What makes a great regional museum? This question needled me after a recent, fantastically rewarding visit to the Parrish Art Museum in Water Mill, NY to see “Five and Forward,” the latest installation of works from the museum’s permanent collection. The one-word answer is “depth.”

As the superbly curated installation of works spanning the historical range of the museum demonstrates, the depth of a permanent collection offers an automatic advantage to any museum’s exhibition program. In addition, the depth of experience at the Parrish among curators and decision-makers and the institution’s relationships to the East End’s art and educational community provide the kind of foundation that is a fundamental requirement for a top-tier museum.

The historical dimension of the “Five and Forward” installation is irresistibly lovely, keyed to that sweet spot of American Impressionism so deftly relayed to the canvas in such gems now on view as seven paintings by William Merritt Chase, who founded his plein air art school in Southampton in 1891. With so many of his works held in the collection, Chase is “family” at the Parrish, which yields an intimacy to the museum’s presentation of a group of studio interiors and portraits together with the brilliant curatorial touch of a pair of cyanotypes of the artist at home.

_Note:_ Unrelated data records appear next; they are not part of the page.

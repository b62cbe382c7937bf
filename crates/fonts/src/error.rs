//! Font Error Types
//!
//! This module provides structured errors using `exn` for automatic location
//! tracking and error tree construction.

use derive_more::{Display, Error};
use std::path::PathBuf;

/// A font error with automatic location tracking.
pub type Error = exn::Exn<ErrorKind>;
/// Result type alias for font operations.
pub type Result<T> = std::result::Result<T, Error>;

/// Actionable error categories.
///
/// These describe what the caller should *do*, not what went wrong internally.
#[derive(Debug, Display, Error, Clone, PartialEq, Eq)]
pub enum ErrorKind {
    /// The font file is missing or could not be read.
    #[display("cannot access font file: {}", _0.display())]
    FileAccess(#[error(not(source))] PathBuf),
    /// Neither the content signature nor the extension names a known font type.
    #[display("unsupported font type: {_0}")]
    UnsupportedFontType(#[error(not(source))] String),
}

impl ErrorKind {
    /// Returns `true` if retrying might succeed.
    pub fn is_retryable(&self) -> bool {
        matches!(self, ErrorKind::FileAccess(_))
    }
}
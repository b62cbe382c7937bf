/// Decides whether a `src` entry in a stylesheet refers to a font in the map.
///
/// Arguments, in order:
/// - `target`: comparison key of the stylesheet path (basename, or the
///   resolved full path in full-path mode),
/// - `candidate`: comparison key of the font path, computed the same way,
/// - `url`: the path exactly as written inside `url(...)`,
/// - `key`: the font path as it was discovered.
///
/// Any `Fn(&str, &str, &str, &str) -> bool` closure is a validator.
pub trait Validator: Send + Sync {
    fn matches(&self, target: &str, candidate: &str, url: &str, key: &str) -> bool;
}

impl<F> Validator for F
where
    F: Fn(&str, &str, &str, &str) -> bool + Send + Sync,
{
    fn matches(&self, target: &str, candidate: &str, url: &str, key: &str) -> bool {
        self(target, candidate, url, key)
    }
}

/// The default validator: comparison keys must be equal.
#[derive(Clone, Copy, Debug, Default, PartialEq, Eq)]
pub struct StrictEquality;

impl Validator for StrictEquality {
    fn matches(&self, target: &str, candidate: &str, _url: &str, _key: &str) -> bool {
        target == candidate
    }
}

Chase’s school was the breakthrough moment for the East End as a destination for artists and their students, putting the Shinnecock dunes and endless beaches on a par with the Hudson River school’s expansive vistas. With so many choices, the editing of the Chase gallery at the Parrish is a pleasant challenge, and the achievement of this installation is its juxtaposition of the atmospheric interiors and a sun-drenched, more typical landscape. The latter work is small but replete with the multi-hued radiance of the Monet and Renoir palette, chasing the sun flares across Southampton.

The centerpiece is an important landscape, The Big Bayberry Bush (The Bayberry Bush) ca. 1895, which returns to the museum after being on an international tour. With 40 canvases by Chase for Alicia Longwell, the chief curator, to choose from, visitors to the museum could not have asked for a more important piece.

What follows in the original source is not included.